YOUR INSTRUCTIONS:
Scan the data below and pick out the lines containing the word "impl".

[Records contained in a dataset]
___

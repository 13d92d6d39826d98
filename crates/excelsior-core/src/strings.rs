//! Shared string table
//!
//! Workbook-scoped store of cell text. Every text cell refers to an entry by
//! index. Entries are only ever appended, so an index handed out once stays
//! valid for the lifetime of the package.

use ahash::AHashMap;

#[derive(Debug, Clone)]
struct Entry {
    text: Box<str>,
    /// Inner XML of the original `<si>` for rich-text items
    raw: Option<Box<str>>,
}

/// Deduplicating, append-only string store.
#[derive(Debug, Default)]
pub struct SharedStringTable {
    entries: Vec<Entry>,
    /// Plain entries only; rich-text items are never handed out again
    index_map: AHashMap<Box<str>, u32>,
    /// Number of entries that came from the source package
    loaded: usize,
}

impl SharedStringTable {
    pub fn new() -> Self {
        Self::default()
    }

    /// Register an entry read from an existing `sharedStrings.xml`.
    ///
    /// `raw` carries the original inner XML when the item is rich text;
    /// such items keep their index but are never handed out by
    /// [`internalize`](Self::internalize), since plain text written later
    /// must not pick up someone else's run formatting.
    pub fn push_loaded(&mut self, text: String, raw: Option<String>) -> u32 {
        let idx = self.entries.len() as u32;
        if raw.is_none() {
            self.index_map.entry(text.as_str().into()).or_insert(idx);
        }
        self.entries.push(Entry {
            text: text.into_boxed_str(),
            raw: raw.map(String::into_boxed_str),
        });
        self.loaded = self.entries.len();
        idx
    }

    /// Return the index for `text`, appending it if it is new.
    pub fn internalize(&mut self, text: &str) -> u32 {
        if let Some(&idx) = self.index_map.get(text) {
            return idx;
        }

        let idx = self.entries.len() as u32;
        self.index_map.insert(text.into(), idx);
        self.entries.push(Entry {
            text: text.into(),
            raw: None,
        });
        idx
    }

    /// Plain text of an entry (runs concatenated for rich text)
    pub fn get(&self, index: u32) -> Option<&str> {
        self.entries.get(index as usize).map(|e| &*e.text)
    }

    /// Original inner XML of a rich-text entry
    pub fn raw_xml(&self, index: u32) -> Option<&str> {
        self.entries
            .get(index as usize)
            .and_then(|e| e.raw.as_deref())
    }

    pub fn len(&self) -> usize {
        self.entries.len()
    }

    pub fn is_empty(&self) -> bool {
        self.entries.is_empty()
    }

    /// True once anything has been appended since loading.
    pub fn is_modified(&self) -> bool {
        self.entries.len() > self.loaded
    }

    /// Iterate `(text, raw)` in index order
    pub fn iter(&self) -> impl Iterator<Item = (&str, Option<&str>)> {
        self.entries.iter().map(|e| (&*e.text, e.raw.as_deref()))
    }
}

#[cfg(test)]
mod tests {
    use super::*;
    use pretty_assertions::assert_eq;

    #[test]
    fn test_internalize_dedups() {
        let mut sst = SharedStringTable::new();
        let a = sst.internalize("alpha");
        let b = sst.internalize("beta");
        let a2 = sst.internalize("alpha");

        assert_eq!(a, 0);
        assert_eq!(b, 1);
        assert_eq!(a, a2);
        assert_eq!(sst.len(), 2);
        assert_eq!(sst.get(1), Some("beta"));
    }

    #[test]
    fn test_loaded_entries_keep_indices() {
        let mut sst = SharedStringTable::new();
        sst.push_loaded("x".into(), None);
        sst.push_loaded("x".into(), None);
        assert!(!sst.is_modified());

        assert_eq!(sst.internalize("x"), 0);
        assert!(!sst.is_modified());

        assert_eq!(sst.internalize("y"), 2);
        assert!(sst.is_modified());
    }

    #[test]
    fn test_rich_text_is_not_reused() {
        let mut sst = SharedStringTable::new();
        sst.push_loaded("bold".into(), Some("<r><rPr><b/></rPr><t>bold</t></r>".into()));

        let idx = sst.internalize("bold");
        assert_eq!(idx, 1);
        assert_eq!(sst.raw_xml(0), Some("<r><rPr><b/></rPr><t>bold</t></r>"));
        assert_eq!(sst.raw_xml(1), None);
    }
}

___

COMPLETED TASK:
impl SharedStringTable {
    pub fn iter(&self) -> impl Iterator<Item = (&str, Option<&str>)> {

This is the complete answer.